[Records for the task]

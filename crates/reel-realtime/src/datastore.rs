use std::future::Future;

use reel_types::api::{Conversation, MessageWithSender, SignalFilter, SignalWithProfile};
use reel_types::models::Profile;
use uuid::Uuid;

use crate::error::StoreError;

/// Row-level operations of the datastore collaborator. Every call is made on
/// behalf of `caller`; the store only ever returns rows that caller may read.
pub trait Datastore: Send + Sync + 'static {
    /// Conversations involving `caller`, newest first, each with its
    /// per-conversation unread count.
    fn conversations(
        &self,
        caller: Uuid,
    ) -> impl Future<Output = Result<Vec<Conversation>, StoreError>> + Send;

    /// Full history between `caller` and `other`, oldest first.
    fn messages_with(
        &self,
        caller: Uuid,
        other: Uuid,
    ) -> impl Future<Output = Result<Vec<MessageWithSender>, StoreError>> + Send;

    fn send_message(
        &self,
        caller: Uuid,
        receiver: Uuid,
        content: String,
    ) -> impl Future<Output = Result<MessageWithSender, StoreError>> + Send;

    /// Mark every message from `other` to `caller` read. Returns how many
    /// rows changed.
    fn mark_read(
        &self,
        caller: Uuid,
        other: Uuid,
    ) -> impl Future<Output = Result<usize, StoreError>> + Send;

    /// Active signals matching `filter`, newest first.
    fn signals(
        &self,
        filter: SignalFilter,
    ) -> impl Future<Output = Result<Vec<SignalWithProfile>, StoreError>> + Send;

    fn profile(&self, id: Uuid) -> impl Future<Output = Result<Option<Profile>, StoreError>> + Send;
}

[/Records for the task]

● Work task
Everything in the listing needs to be duplicated exactly, line for line.

● Result
filename crates/reel-realtime/src/datastore.rs
use std::future::Future;

use reel_types::api::{Conversation, MessageWithSender, SignalFilter, SignalWithProfile};
use reel_types::models::Profile;
use uuid::Uuid;

use crate::error::StoreError;

/// Row-level operations of the datastore collaborator. Every call is made on
/// behalf of `caller`; the store only ever returns rows that caller may read.
pub trait Datastore: Send + Sync + 'static {
    /// Conversations involving `caller`, newest first, each with its
    /// per-conversation unread count.
    fn conversations(
        &self,
        caller: Uuid,
    ) -> impl Future<Output = Result<Vec<Conversation>, StoreError>> + Send;

    /// Full history between `caller` and `other`, oldest first.
    fn messages_with(
        &self,
        caller: Uuid,
        other: Uuid,
    ) -> impl Future<Output = Result<Vec<MessageWithSender>, StoreError>> + Send;

    fn send_message(
        &self,
        caller: Uuid,
        receiver: Uuid,
        content: String,
    ) -> impl Future<Output = Result<MessageWithSender, StoreError>> + Send;

    /// Mark every message from `other` to `caller` read. Returns how many
    /// rows changed.
    fn mark_read(
        &self,
        caller: Uuid,
        other: Uuid,
    ) -> impl Future<Output = Result<usize, StoreError>> + Send;

    /// Active signals matching `filter`, newest first.
    fn signals(
        &self,
        filter: SignalFilter,
    ) -> impl Future<Output = Result<Vec<SignalWithProfile>, StoreError>> + Send;

    fn profile(&self, id: Uuid) -> impl Future<Output = Result<Option<Profile>, StoreError>> + Send;
}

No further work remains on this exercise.